Erin Keating, a Cox analyst, said there’s plenty of room for optimism on dealerships’ involvement with EVs. In particular, manufacturers are doing more to help dealers with the issue, including pushing to slow down aggressive EV policies, better allocating vehicles to geographic areas where sales make sense and helping them buy equipment like chargers.
“Some of the hardliners, it might be a little bit more politically aligned. It also might be that their particular area or constituency may not be as interested,” Keating said.
“So [manufacturers] are thinking constructively about which regions they roll this out to and how they’re made strategic allocation and their requirements around what dealers have to do.”
And while dealerships may have feared that EVs, which require less maintenance due to simpler parts, could reduce their service income, that hasn’t been shown to be the case, said Geoff Pohanka, chair of Pohanka Automotive Group in the Washington area. He said the idea rests on “false fears.”
“EVs need repairs too. They burn tires more frequently,” Pohanka said, noting that even with a sharp increase in EV sales, the current combustion engine cars will stay on the road for a while. “We have time to adjust for that.”
Decrying a ‘mandate’
A coalition of thousands of dealerships — dubbed “EV Voice of the Customer” — sent a pair of letters to the Biden administration in November and January complaining about his EV push.
“Today, the supply of unsold BEVs (battery electric vehicles) is surging, as they are not selling nearly as fast as they are arriving at our dealerships — even with deep price cuts, manufacturer incentives, and generous government incentives,” they said in November.
“With each passing day, it becomes more apparent that this attempted electric vehicle mandate is unrealistic based on current and forecasted customer demand.”
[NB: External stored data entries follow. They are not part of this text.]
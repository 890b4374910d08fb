//! owner-client: landlord-facing services of the Rentify client.
pub mod models;
pub mod services;

use client_core::http::ApiClient;
use std::sync::Arc;

use services::{
    dashboard::DashboardService, notifications::NotificationService, payments::PaymentService,
    properties::PropertyService, tenants::TenantDirectoryService,
};

/// Bundle of every owner-facing service over one shared [`ApiClient`].
#[derive(Clone)]
pub struct OwnerClient {
    pub properties: PropertyService,
    pub tenants: TenantDirectoryService,
    pub payments: PaymentService,
    pub notifications: NotificationService,
    pub dashboard: DashboardService,
}

impl OwnerClient {
    pub fn new(api: Arc<ApiClient>) -> Self {
        Self {
            properties: PropertyService::new(api.clone()),
            tenants: TenantDirectoryService::new(api.clone()),
            payments: PaymentService::new(api.clone()),
            notifications: NotificationService::new(api.clone()),
            dashboard: DashboardService::new(api),
        }
    }
}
In January, the plea was more urgent.
“It is uncontestable that the combination of fewer tax incentives, a woefully inadequate charging infrastructure, and insufficient consumer demand makes the proposed electric vehicle mandate completely unrealistic,” they said. “On behalf of our customers, we ask that you pause on the electric vehicle mandate.”
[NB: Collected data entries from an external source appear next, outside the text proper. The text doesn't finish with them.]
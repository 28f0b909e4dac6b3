//! Host commands and the rules that decide whether, and how, they reach the
//! thermostat. Planning is pure; [`Thermostat::execute`](crate::Thermostat::execute)
//! performs the resulting steps.

use crate::error::ValidationFailure;
use crate::protocol::{ControlRequest, Setting};
use crate::types::*;

const HUMIDIFY_RANGE: (u8, u8) = (0, 60);
const DEHUMIDIFY_RANGE: (u8, u8) = (25, 99);

#[derive(Debug, Clone, Copy, PartialEq, Eq)]
pub enum Direction {
    Up,
    Down,
}

impl Direction {
    fn delta(&self) -> f64 {
        match self {
            Direction::Up => 1.0,
            Direction::Down => -1.0,
        }
    }
}

#[derive(Debug, Clone, Copy, PartialEq)]
pub enum Command {
    /// Raise or lower the active setpoint(s) by one degree.
    StepSetpoint(Direction),
    SetHeatSetpoint(f64),
    SetCoolSetpoint(f64),
    SetMode(ReportedMode),
    SetFanMode(FanMode),
    SetAway(bool),
    SetSchedule(bool),
    SetTempUnits(TempUnit),
    SetHumidifySetpoint(u8),
    SetDehumidifySetpoint(u8),
}

impl Command {
    pub fn name(&self) -> &'static str {
        match self {
            Command::StepSetpoint(Direction::Up) => "raise_setpoint",
            Command::StepSetpoint(Direction::Down) => "lower_setpoint",
            Command::SetHeatSetpoint(_) => "set_heat_setpoint",
            Command::SetCoolSetpoint(_) => "set_cool_setpoint",
            Command::SetMode(_) => "set_mode",
            Command::SetFanMode(_) => "set_fan_mode",
            Command::SetAway(_) => "set_away",
            Command::SetSchedule(_) => "set_schedule",
            Command::SetTempUnits(_) => "set_temp_units",
            Command::SetHumidifySetpoint(_) => "set_humidify_setpoint",
            Command::SetDehumidifySetpoint(_) => "set_dehumidify_setpoint",
        }
    }
}

#[derive(Debug, Clone, PartialEq)]
pub enum Step {
    Setting(Setting),
    Control(ControlRequest),
}

/// Fields to patch into the cached state once every step has succeeded.
#[derive(Debug, Clone, Default, PartialEq)]
pub struct StateDelta {
    pub heat_setpoint: Option<f64>,
    pub cool_setpoint: Option<f64>,
    pub mode: Option<ThermostatMode>,
    pub fan: Option<FanMode>,
    pub away: Option<bool>,
    pub schedule_enabled: Option<bool>,
    pub schedule_phase: Option<SchedulePhase>,
    pub temp_unit: Option<TempUnit>,
    pub hum_setpoint: Option<u8>,
    pub dehum_setpoint: Option<u8>,
}

impl StateDelta {
    pub fn apply(&self, state: &mut DeviceState) {
        if let Some(v) = self.heat_setpoint {
            state.heat_setpoint = v;
        }
        if let Some(v) = self.cool_setpoint {
            state.cool_setpoint = v;
        }
        if let Some(v) = self.mode {
            state.mode = v;
        }
        if let Some(v) = self.fan {
            state.fan = v;
        }
        if let Some(v) = self.away {
            state.away = v;
        }
        if let Some(v) = self.schedule_enabled {
            state.schedule_enabled = v;
        }
        if let Some(v) = self.schedule_phase {
            state.schedule_phase = v;
        }
        if let Some(v) = self.temp_unit {
            state.temp_unit = v;
        }
        if let Some(v) = self.hum_setpoint {
            state.hum_setpoint = Some(v);
        }
        if let Some(v) = self.dehum_setpoint {
            state.dehum_setpoint = Some(v);
        }
    }
}

#[derive(Debug, Clone, PartialEq)]
pub struct Plan {
    pub steps: Vec<Step>,
    pub delta: StateDelta,
}

/// Decide what `command` does against `state`. An `Err` means nothing may be
/// sent to the device.
pub fn plan(state: &DeviceState, command: &Command) -> Result<Plan, ValidationFailure> {
    match *command {
        Command::StepSetpoint(direction) => {
            if state.away {
                return Err(ValidationFailure::AwayActive);
            }
            if state.mode == ThermostatMode::Off {
                return Err(ValidationFailure::ModeOff);
            }
            let mut heat = state.heat_setpoint;
            let mut cool = state.cool_setpoint;
            if state.mode.heats() {
                heat += direction.delta();
                check_heat_limit(state, heat)?;
            }
            if state.mode.cools() {
                cool += direction.delta();
                check_cool_limit(state, cool)?;
            }
            Ok(setpoints_plan(heat, cool))
        }
        Command::SetHeatSetpoint(heat) => {
            if state.away {
                return Err(ValidationFailure::AwayActive);
            }
            check_heat_limit(state, heat)?;
            check_separation(state, state.mode, heat, state.cool_setpoint)?;
            Ok(setpoints_plan(heat, state.cool_setpoint))
        }
        Command::SetCoolSetpoint(cool) => {
            if state.away {
                return Err(ValidationFailure::AwayActive);
            }
            check_cool_limit(state, cool)?;
            check_separation(state, state.mode, state.heat_setpoint, cool)?;
            Ok(setpoints_plan(state.heat_setpoint, cool))
        }
        Command::SetMode(mode) => match mode.device_mode() {
            None => Ok(away_plan(true)),
            Some(mode) => {
                check_separation(state, mode, state.heat_setpoint, state.cool_setpoint)?;
                let mut steps = Vec::new();
                if state.away {
                    steps.push(Step::Setting(Setting::Away(false)));
                }
                steps.push(Step::Control(ControlRequest::mode(
                    mode.as_raw(),
                    state.heat_setpoint,
                    state.cool_setpoint,
                )));
                Ok(Plan {
                    steps,
                    delta: StateDelta {
                        mode: Some(mode),
                        away: Some(false),
                        ..Default::default()
                    },
                })
            }
        },
        Command::SetFanMode(fan) => {
            if state.away {
                return Err(ValidationFailure::AwayActive);
            }
            Ok(Plan {
                steps: vec![Step::Control(ControlRequest::fan(fan.as_raw()))],
                delta: StateDelta {
                    fan: Some(fan),
                    ..Default::default()
                },
            })
        }
        Command::SetAway(away) => Ok(away_plan(away)),
        Command::SetSchedule(on) => {
            if state.away {
                return Err(ValidationFailure::AwayActive);
            }
            // Turning the schedule on lands in a phase only the device knows.
            Ok(Plan {
                steps: vec![Step::Setting(Setting::Schedule(on))],
                delta: StateDelta {
                    schedule_enabled: Some(on),
                    schedule_phase: (!on).then_some(SchedulePhase::INACTIVE),
                    ..Default::default()
                },
            })
        }
        Command::SetTempUnits(unit) => Ok(Plan {
            steps: vec![Step::Setting(Setting::TempUnits(unit))],
            delta: StateDelta {
                temp_unit: Some(unit),
                ..Default::default()
            },
        }),
        Command::SetHumidifySetpoint(value) => {
            check_setting_range("hum_setpoint", value, HUMIDIFY_RANGE)?;
            Ok(Plan {
                steps: vec![Step::Setting(Setting::HumidifySetpoint(value))],
                delta: StateDelta {
                    hum_setpoint: Some(value),
                    ..Default::default()
                },
            })
        }
        Command::SetDehumidifySetpoint(value) => {
            check_setting_range("dehum_setpoint", value, DEHUMIDIFY_RANGE)?;
            Ok(Plan {
                steps: vec![Step::Setting(Setting::DehumidifySetpoint(value))],
                delta: StateDelta {
                    dehum_setpoint: Some(value),
                    ..Default::default()
                },
            })
        }
    }
}

fn setpoints_plan(heat: f64, cool: f64) -> Plan {
    Plan {
        steps: vec![Step::Control(ControlRequest::setpoints(heat, cool))],
        delta: StateDelta {
            heat_setpoint: Some(heat),
            cool_setpoint: Some(cool),
            ..Default::default()
        },
    }
}

fn away_plan(away: bool) -> Plan {
    Plan {
        steps: vec![Step::Setting(Setting::Away(away))],
        delta: StateDelta {
            away: Some(away),
            ..Default::default()
        },
    }
}

fn check_separation(
    state: &DeviceState,
    mode: ThermostatMode,
    heat: f64,
    cool: f64,
) -> Result<(), ValidationFailure> {
    if mode == ThermostatMode::Auto && cool - heat < state.setpoint_delta {
        return Err(ValidationFailure::SetpointSeparation {
            heat,
            cool,
            min_separation: state.setpoint_delta,
        });
    }
    Ok(())
}

fn check_heat_limit(state: &DeviceState, heat: f64) -> Result<(), ValidationFailure> {
    match state.limits {
        Some(l) => check_range(heat, l.heat_min, l.heat_max),
        None => Ok(()),
    }
}

fn check_cool_limit(state: &DeviceState, cool: f64) -> Result<(), ValidationFailure> {
    match state.limits {
        Some(l) => check_range(cool, l.cool_min, l.cool_max),
        None => Ok(()),
    }
}

fn check_range(value: f64, min: f64, max: f64) -> Result<(), ValidationFailure> {
    if value < min || value > max {
        return Err(ValidationFailure::SetpointOutOfRange { value, min, max });
    }
    Ok(())
}

fn check_setting_range(
    setting: &'static str,
    value: u8,
    (min, max): (u8, u8),
) -> Result<(), ValidationFailure> {
    if value < min || value > max {
        return Err(ValidationFailure::SettingOutOfRange {
            setting,
            value,
            min,
            max,
        });
    }
    Ok(())
}

#[cfg(test)]
mod tests {
    use super::*;

    fn state(mode: ThermostatMode, heat: f64, cool: f64) -> DeviceState {
        DeviceState {
            mode,
            heat_setpoint: heat,
            cool_setpoint: cool,
            setpoint_delta: 2.0,
            ..Default::default()
        }
    }

    fn control(plan: &Plan) -> &ControlRequest {
        match plan.steps.last() {
            Some(Step::Control(c)) => c,
            other => panic!("expected control step, got {other:?}"),
        }
    }

    #[test]
    fn step_adjusts_setpoints_by_mode() {
        let up = Command::StepSetpoint(Direction::Up);
        let down = Command::StepSetpoint(Direction::Down);

        let p = plan(&state(ThermostatMode::Heat, 68.0, 74.0), &up).unwrap();
        assert_eq!(control(&p), &ControlRequest::setpoints(69.0, 74.0));

        let p = plan(&state(ThermostatMode::Cool, 68.0, 74.0), &down).unwrap();
        assert_eq!(control(&p), &ControlRequest::setpoints(68.0, 73.0));

        let p = plan(&state(ThermostatMode::Auto, 68.0, 74.0), &up).unwrap();
        assert_eq!(control(&p), &ControlRequest::setpoints(69.0, 75.0));
        assert_eq!(p.delta.heat_setpoint, Some(69.0));
        assert_eq!(p.delta.cool_setpoint, Some(75.0));
    }

    #[test]
    fn step_refused_when_off_or_away() {
        let up = Command::StepSetpoint(Direction::Up);
        assert_eq!(
            plan(&state(ThermostatMode::Off, 68.0, 74.0), &up),
            Err(ValidationFailure::ModeOff)
        );
        let mut away = state(ThermostatMode::Heat, 68.0, 74.0);
        away.away = true;
        assert_eq!(plan(&away, &up), Err(ValidationFailure::AwayActive));
    }

    #[test]
    fn auto_separation_boundary() {
        let s = state(ThermostatMode::Auto, 68.0, 74.0);
        for heat in 60..=80 {
            let heat = heat as f64;
            let result = plan(&s, &Command::SetHeatSetpoint(heat));
            if 74.0 - heat < 2.0 {
                assert!(matches!(result, Err(ValidationFailure::SetpointSeparation { .. })));
            } else {
                let p = result.unwrap();
                assert_eq!(control(&p), &ControlRequest::setpoints(heat, 74.0));
            }
        }
        for cool in 60..=80 {
            let cool = cool as f64;
            let result = plan(&s, &Command::SetCoolSetpoint(cool));
            assert_eq!(result.is_ok(), cool - 68.0 >= 2.0, "cool {cool}");
        }
    }

    #[test]
    fn separation_ignored_outside_auto() {
        let s = state(ThermostatMode::Heat, 68.0, 74.0);
        let p = plan(&s, &Command::SetHeatSetpoint(74.0)).unwrap();
        assert_eq!(control(&p), &ControlRequest::setpoints(74.0, 74.0));
    }

    #[test]
    fn setpoint_set_refused_in_away() {
        let mut s = state(ThermostatMode::Heat, 68.0, 74.0);
        s.away = true;
        assert_eq!(
            plan(&s, &Command::SetCoolSetpoint(76.0)),
            Err(ValidationFailure::AwayActive)
        );
    }

    #[test]
    fn setpoint_limits_enforced() {
        let mut s = state(ThermostatMode::Heat, 68.0, 74.0);
        s.limits = Some(SetpointLimits {
            heat_min: 35.0,
            heat_max: 90.0,
            cool_min: 35.0,
            cool_max: 99.0,
        });
        assert!(matches!(
            plan(&s, &Command::SetHeatSetpoint(95.0)),
            Err(ValidationFailure::SetpointOutOfRange { .. })
        ));
        s.heat_setpoint = 90.0;
        assert!(plan(&s, &Command::StepSetpoint(Direction::Up)).is_err());
    }

    #[test]
    fn away_mode_uses_settings_only() {
        let s = state(ThermostatMode::Cool, 68.0, 74.0);
        let p = plan(&s, &Command::SetMode(ReportedMode::Away)).unwrap();
        assert_eq!(p.steps, vec![Step::Setting(Setting::Away(true))]);
        assert_eq!(p.delta.away, Some(true));
        assert_eq!(p.delta.mode, None);
    }

    #[test]
    fn leaving_away_clears_flag_before_mode() {
        let mut s = state(ThermostatMode::Cool, 68.0, 74.0);
        s.away = true;
        let p = plan(&s, &Command::SetMode(ReportedMode::Heat)).unwrap();
        assert_eq!(
            p.steps,
            vec![
                Step::Setting(Setting::Away(false)),
                Step::Control(ControlRequest::mode(1, 68.0, 74.0)),
            ]
        );

        s.away = false;
        let p = plan(&s, &Command::SetMode(ReportedMode::Heat)).unwrap();
        assert_eq!(p.steps.len(), 1);
    }

    #[test]
    fn away_round_trip_restores_mode() {
        let mut s = state(ThermostatMode::Auto, 68.0, 74.0);
        plan(&s, &Command::SetAway(true)).unwrap().delta.apply(&mut s);
        assert_eq!(s.reported_mode(), ReportedMode::Away);
        assert_eq!(s.mode, ThermostatMode::Auto);
        plan(&s, &Command::SetAway(false)).unwrap().delta.apply(&mut s);
        assert_eq!(s.reported_mode(), ReportedMode::Auto);
    }

    #[test]
    fn fan_refused_in_away() {
        let mut s = state(ThermostatMode::Cool, 68.0, 74.0);
        assert!(plan(&s, &Command::SetFanMode(FanMode::On)).is_ok());
        s.away = true;
        assert_eq!(
            plan(&s, &Command::SetFanMode(FanMode::On)),
            Err(ValidationFailure::AwayActive)
        );
    }

    #[test]
    fn schedule_off_forces_inactive_phase() {
        let s = state(ThermostatMode::Heat, 68.0, 74.0);
        let off = plan(&s, &Command::SetSchedule(false)).unwrap();
        assert_eq!(off.delta.schedule_phase, Some(SchedulePhase::INACTIVE));
        let on = plan(&s, &Command::SetSchedule(true)).unwrap();
        assert_eq!(on.delta.schedule_phase, None);
        assert_eq!(on.steps, vec![Step::Setting(Setting::Schedule(true))]);
    }

    #[test]
    fn humidity_ranges() {
        let s = state(ThermostatMode::Heat, 68.0, 74.0);
        assert!(plan(&s, &Command::SetHumidifySetpoint(60)).is_ok());
        assert!(plan(&s, &Command::SetHumidifySetpoint(61)).is_err());
        assert!(plan(&s, &Command::SetDehumidifySetpoint(24)).is_err());
        assert!(plan(&s, &Command::SetDehumidifySetpoint(99)).is_ok());
    }
}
After the rule was published in March, the dealer coalition updated its website to acknowledged the standards were “softened” but said the rule still requires an EV transition that “is far beyond the consumer interest we are experiencing at our dealerships.”
None of the dealers the lawmakers own signed on.
The National Automobile Dealers Association, the industry’s main trade group, has also pushed back against Biden’s EV agenda.
The group said in comments on EPA’s proposal last year that the standards “are premised on overly aggressive assumptions regarding future EV market penetration” and they disregard “critical demand‐side marketplace factors” against EVs.
NADA didn’t respond to requests for comment, but its President Mike Stanton told the Washington Post in November that the EV transition, with Biden’s goals, “is going way too far.”
Regional differences
Not all lawmakers with ties to the auto dealer industry are so down on EVs.
Don Beyer, the Virginia Democrat, sold his interests in 2019 in a chain of northern Virginia dealerships to his brother, Michael Beyer. They sell Volvo, Subaru, Hyundai, Land Rover and other brands.
The member of Congress said he’s sympathetic to dealers having trouble selling EVs, but he supports what the Biden administration is doing.
He further applauded EPA’s decision to dial back some parts of its tailpipe regulation, arguing it was a smart move to help the industry.
“I don’t think this is an anti-environment piece at all on their behalf. I think they’re just closer to the market, and understand it’s taking longer than we had hoped to get the upturn,” he said of dealerships.
Beyer attributed some of the reluctance to EVs on regional differences. At his family’s dealerships in the wealthy, progressive Washington area, “every EV we get is gone,” but he recognized that’s not the case in other areas.
“I think what the Biden administration has just done in terms of lengthening the phase-in time is a responsible thing to do. They’re responding to what the market uptake is,” he said. “And we still want it to go as fast as possible.”